Neste jogo de moeda ao ar, a democracia tendencialmente iliberal tem sido o mote dos populistas, a oligarquia vagamente liberal o mote do statu quo. Em ambos os casos, quem fica a perder é a democracia liberal.
Por cá, na semana passada, Ana Sá Lopes, no Público, entrevistou Miguel Pinto Luz, vice-presidente do PPD/PSD e vice-presidente da Câmara Municipal de Cascais. Nesta última condição, Pinto Luz tem co-liderado, com Carlos Carreiras, uma interessante e peculiar oposição ao Governo. Como autarca, tem "deixado obra", mas tem-no feito imprimindo sobre aspectos centrais da vida em comunidade uma visão disruptiva e inovadora, global, pondo na práctica local o que tantos deixam só nas palavras. Com as pessoas no centro das suas políticas. Algo que deveria merecer atenção, sobretudo a uma jornalista empenhada na sua tarefa mais nobre: a elevação do debate.
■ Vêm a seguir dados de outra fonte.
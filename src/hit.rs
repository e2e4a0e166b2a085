//! Hit-testing of touch positions against the widget registry.

use strum::Display;

use crate::geometry::TouchPoint;
use crate::pool::{WidgetId, WidgetPool};
use crate::widget::Widget;

/// Outcome of testing one position against all widgets.
#[derive(Debug, Clone, Copy, PartialEq, Eq, Display)]
pub enum HitResult {
    NotTouched,
    Touched(WidgetId),
    TouchedAutorepeat(WidgetId),
}

impl HitResult {
    pub fn widget(&self) -> Option<WidgetId> {
        match *self {
            HitResult::NotTouched => None,
            HitResult::Touched(id) | HitResult::TouchedAutorepeat(id) => Some(id),
        }
    }
}

/// `true` if `point` lies inside the widget's rectangle grown by its touch
/// border. Edges are inclusive; the border never reaches below 0.
pub fn contains<C>(widget: &Widget<C>, point: TouchPoint) -> bool {
    widget
        .rect()
        .contains_with_border(point, widget.touch_border())
}

/// `true` if the widget is allocated, active, has a callback and contains
/// `point`.
pub fn check<C>(widget: &Widget<C>, point: TouchPoint) -> bool {
    widget.is_allocated() && widget.is_active() && widget.callback().is_some() && contains(widget, point)
}

/// Like [`check`], and on a hit calls the widget's user function once with
/// its bound value.
pub fn check_and_invoke<C>(
    ctx: &mut C,
    id: WidgetId,
    widget: &Widget<C>,
    point: TouchPoint,
) -> bool {
    if !check(widget, point) {
        return false;
    }
    if let Some(callback) = widget.callback() {
        (callback.function())(ctx, id, widget.value());
    }
    true
}

/// Test `point` against the registry in link order; the first match wins.
pub fn check_all<C>(pool: &WidgetPool<C>, point: TouchPoint) -> HitResult {
    pool.iter()
        .find(|(_, widget)| check(widget, point))
        .map_or(HitResult::NotTouched, |(id, widget)| {
            if widget.is_autorepeat() {
                HitResult::TouchedAutorepeat(id)
            } else {
                HitResult::Touched(id)
            }
        })
}

/// [`check_all`] that also invokes the matched widget's function.
pub fn check_all_and_invoke<C>(ctx: &mut C, pool: &WidgetPool<C>, point: TouchPoint) -> HitResult {
    let result = check_all(pool, point);
    if let Some(id) = result.widget() {
        if let Some(widget) = pool.get(id) {
            check_and_invoke(ctx, id, widget, point);
        }
    }
    result
}
//! Autorepeat controller: re-fires a held button's callback on a
//! two-speed schedule.
//!
//! ```text
//! DOWN ─► fire, arm(initial_delay) ─► FirstDelay
//! FirstDelay   tick ─► period = first_rate,  remaining -= 1, fire ─► FirstPeriod
//! FirstPeriod  tick ─► remaining == 0 ? period = second_rate ─► SecondPeriod
//!                                     : remaining -= 1
//!                      fire in both cases
//! SecondPeriod tick ─► fire (until touch-up cancels)
//! ```
//!
//! Only one sequence runs at a time; starting a new one replaces the old.

use log::{debug, warn};
use strum::Display;

use crate::geometry::TouchPoint;
use crate::hit;
use crate::pool::{WidgetId, WidgetPool};
use crate::timer::PeriodicTimer;
use crate::widget::Callback;

/// Timing parameters of an autorepeat widget.
#[derive(Debug, Clone, Copy, PartialEq, Eq)]
pub struct AutorepeatTiming {
    pub initial_delay_ms: u32,
    pub first_rate_ms: u32,
    /// Number of repeats at `first_rate_ms` before switching to
    /// `second_rate_ms`. Treated as at least 1.
    pub first_count: u16,
    pub second_rate_ms: u32,
}

#[derive(Debug, Clone, Copy, PartialEq, Eq, Display)]
pub enum Phase {
    FirstDelay,
    FirstPeriod,
    SecondPeriod,
}

#[derive(Debug, Clone, Copy)]
struct Sequence {
    widget: WidgetId,
    phase: Phase,
    remaining: u16,
    timing: AutorepeatTiming,
}

#[derive(Debug, Default)]
pub struct AutorepeatController {
    sequence: Option<Sequence>,
    timer: PeriodicTimer,
}

impl AutorepeatController {
    pub fn new() -> Self {
        Self::default()
    }

    /// Fire the widget's wrapped callback once and arm the repeat timer.
    ///
    /// Returns `false` if `id` is not an allocated autorepeat widget with a
    /// bound callback.
    pub fn start<C>(
        &mut self,
        ctx: &mut C,
        pool: &WidgetPool<C>,
        id: WidgetId,
        now_ms: u32,
    ) -> bool {
        let Some(widget) = pool.get(id).filter(|w| w.is_allocated()) else {
            warn!("Autorepeat start on unallocated widget {id}");
            return false;
        };
        let Some(Callback::Autorepeat { wrapped, timing }) = widget.callback() else {
            warn!("Autorepeat start on widget {id} without autorepeat callback");
            return false;
        };

        if let Some(previous) = self.sequence {
            debug!("Autorepeat on {} superseded by {id}", previous.widget);
        }

        wrapped(ctx, id, widget.value());

        self.timer.register_periodic(now_ms, timing.initial_delay_ms);
        self.sequence = Some(Sequence {
            widget: id,
            phase: Phase::FirstDelay,
            remaining: timing.first_count.max(1),
            timing,
        });
        debug!("Autorepeat started on {id}, first repeat in {} ms", timing.initial_delay_ms);
        true
    }

    /// Advance the schedule if the timer expired.
    ///
    /// `touch` is the current touch position while the sequence is still
    /// down. If the touch has left the widget's hit area (or is gone) the
    /// tick neither advances state nor fires, and the sequence is
    /// cancelled. Returns `true` if the callback fired.
    pub fn tick<C>(
        &mut self,
        ctx: &mut C,
        pool: &WidgetPool<C>,
        touch: Option<TouchPoint>,
        now_ms: u32,
    ) -> bool {
        if !self.timer.poll(now_ms) {
            return false;
        }
        let Some(mut seq) = self.sequence else {
            self.timer.disable();
            return false;
        };

        let Some(widget) = pool.get(seq.widget) else {
            self.cancel();
            return false;
        };
        if !touch.is_some_and(|point| hit::check(widget, point)) {
            debug!("Autorepeat on {} left hit area", seq.widget);
            self.cancel();
            return false;
        }
        let Some(Callback::Autorepeat { wrapped, .. }) = widget.callback() else {
            self.cancel();
            return false;
        };

        match seq.phase {
            Phase::FirstDelay => {
                self.timer.set_period(now_ms, seq.timing.first_rate_ms);
                seq.phase = Phase::FirstPeriod;
                seq.remaining = seq.remaining.saturating_sub(1);
            }
            Phase::FirstPeriod => {
                if seq.remaining == 0 {
                    self.timer.set_period(now_ms, seq.timing.second_rate_ms);
                    seq.phase = Phase::SecondPeriod;
                } else {
                    seq.remaining -= 1;
                }
            }
            Phase::SecondPeriod => {}
        }
        self.sequence = Some(seq);

        wrapped(ctx, seq.widget, widget.value());
        true
    }

    pub fn cancel(&mut self) {
        self.timer.disable();
        if let Some(seq) = self.sequence.take() {
            debug!("Autorepeat on {} cancelled in {}", seq.widget, seq.phase);
        }
    }

    pub fn is_running(&self) -> bool {
        self.sequence.is_some()
    }

    pub fn widget(&self) -> Option<WidgetId> {
        self.sequence.map(|s| s.widget)
    }

    pub fn phase(&self) -> Option<Phase> {
        self.sequence.map(|s| s.phase)
    }

    pub fn remaining(&self) -> Option<u16> {
        self.sequence.map(|s| s.remaining)
    }

    pub fn period_ms(&self) -> Option<u32> {
        self.timer.period_ms()
    }
}
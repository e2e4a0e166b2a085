//! Shared fixtures: a recording callback context, a recording render
//! surface and a scripted touch transport.
#![allow(dead_code)]

use tactile::event::SwipeInfo;
use tactile::geometry::{Color, DisplaySize, TouchPoint};
use tactile::pool::WidgetId;
use tactile::render::RenderSurface;
use tactile::slider::SliderId;
use tactile::transport::TouchTransport;

/// Callback context that records every invocation.
#[derive(Debug, Default)]
pub struct Recorder {
    pub taps: Vec<(WidgetId, i16)>,
    pub slider_values: Vec<(SliderId, i16)>,
    pub swipes: Vec<SwipeInfo>,
    pub long_presses: Vec<TouchPoint>,
    pub downs: Vec<TouchPoint>,
    pub moves: Vec<TouchPoint>,
    pub ups: Vec<TouchPoint>,
    pub numbers: Vec<f32>,
    pub connects: Vec<DisplaySize>,
    pub resizes: Vec<DisplaySize>,
}

pub fn record_tap(rec: &mut Recorder, id: WidgetId, value: i16) {
    rec.taps.push((id, value));
}

pub fn record_slider(rec: &mut Recorder, id: SliderId, value: i16) -> i16 {
    rec.slider_values.push((id, value));
    value
}

/// Slider callback that snaps to multiples of 10.
pub fn record_slider_snapped(rec: &mut Recorder, id: SliderId, value: i16) -> i16 {
    rec.slider_values.push((id, value));
    value / 10 * 10
}

pub fn record_swipe(rec: &mut Recorder, swipe: SwipeInfo) {
    rec.swipes.push(swipe);
}

pub fn record_long_press(rec: &mut Recorder, point: TouchPoint) {
    rec.long_presses.push(point);
}

pub fn record_down(rec: &mut Recorder, point: TouchPoint) {
    rec.downs.push(point);
}

pub fn record_move(rec: &mut Recorder, point: TouchPoint) {
    rec.moves.push(point);
}

pub fn record_up(rec: &mut Recorder, point: TouchPoint) {
    rec.ups.push(point);
}

pub fn record_number(rec: &mut Recorder, value: f32) {
    rec.numbers.push(value);
}

pub fn record_connect(rec: &mut Recorder, size: DisplaySize) {
    rec.connects.push(size);
}

pub fn record_resize(rec: &mut Recorder, size: DisplaySize) {
    rec.resizes.push(size);
}

pub fn noop(_: &mut (), _: WidgetId, _: i16) {}

/// Render surface that keeps every drawing call.
#[derive(Debug)]
pub struct RecordingSurface {
    pub size: DisplaySize,
    pub rects: Vec<(i16, i16, i16, i16, Color)>,
    pub texts: Vec<(i16, i16, String)>,
}

impl Default for RecordingSurface {
    fn default() -> Self {
        Self {
            size: DisplaySize::new(320, 240),
            rects: Vec::new(),
            texts: Vec::new(),
        }
    }
}

impl RenderSurface for RecordingSurface {
    fn fill_rect(&mut self, x0: i16, y0: i16, x1: i16, y1: i16, color: Color) {
        self.rects.push((x0, y0, x1, y1, color));
    }

    fn draw_text(&mut self, x: i16, y: i16, text: &str, _size: u8, _fg: Color, _bg: Color) {
        self.texts.push((x, y, text.to_string()));
    }

    fn draw_char(&mut self, x: i16, y: i16, ch: char, _size: u8, _fg: Color, _bg: Color) {
        self.texts.push((x, y, ch.to_string()));
    }

    fn size(&self) -> DisplaySize {
        self.size
    }
}

/// Transport whose state is set directly by the test.
#[derive(Debug, Default)]
pub struct ScriptedTransport {
    pub touched: bool,
    pub point: TouchPoint,
}

impl ScriptedTransport {
    pub fn press(&mut self, x: i16, y: i16) {
        self.touched = true;
        self.point = TouchPoint::new(x, y);
    }

    pub fn release(&mut self) {
        self.touched = false;
    }
}

impl TouchTransport for ScriptedTransport {
    fn was_touched(&mut self) -> bool {
        self.touched
    }

    fn x(&self) -> i16 {
        self.point.x
    }

    fn y(&self) -> i16 {
        self.point.y
    }
}
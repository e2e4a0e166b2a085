//! tactile: touch interaction core for small embedded GUI toolkits.
//!
//! Turns single-point touch transitions into debounced widget callbacks:
//! taps, autorepeating presses, slider drags, swipes and long presses.
//! Widgets come from a fixed-capacity pool; nothing is allocated while
//! events are dispatched.

pub mod autorepeat;
pub mod config;
pub mod dispatcher;
pub mod event;
pub mod geometry;
pub mod hit;
pub mod mailbox;
pub mod manager;
pub mod pool;
pub mod render;
pub mod slider;
pub mod timer;
pub mod transport;
pub mod widget;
E o que fez Ana Sá Lopes? Passou 40 minutos a perguntar-lhe coisas sobre o Chega. 40 minutos! Um tratado sobre o jornalismo actual. Nenhuma pergunta sobre o governo da cidade, nenhuma pergunta sobre o governo do país, nenhuma pergunta sobre acção climática, sobre mobilidade, sobre saúde, sobre captação de investimento, sobre educação, sobre segurança, sobre acção social. Nenhuma pergunta sobre o essencial da vida pública, matérias em que Cascais tem inovado e mostrado o caminho; um caminho alternativo ao que o PS tem apresentado no Governo. E tudo matérias em que o PPD/PSD tem que mostrar ser diferente do PS.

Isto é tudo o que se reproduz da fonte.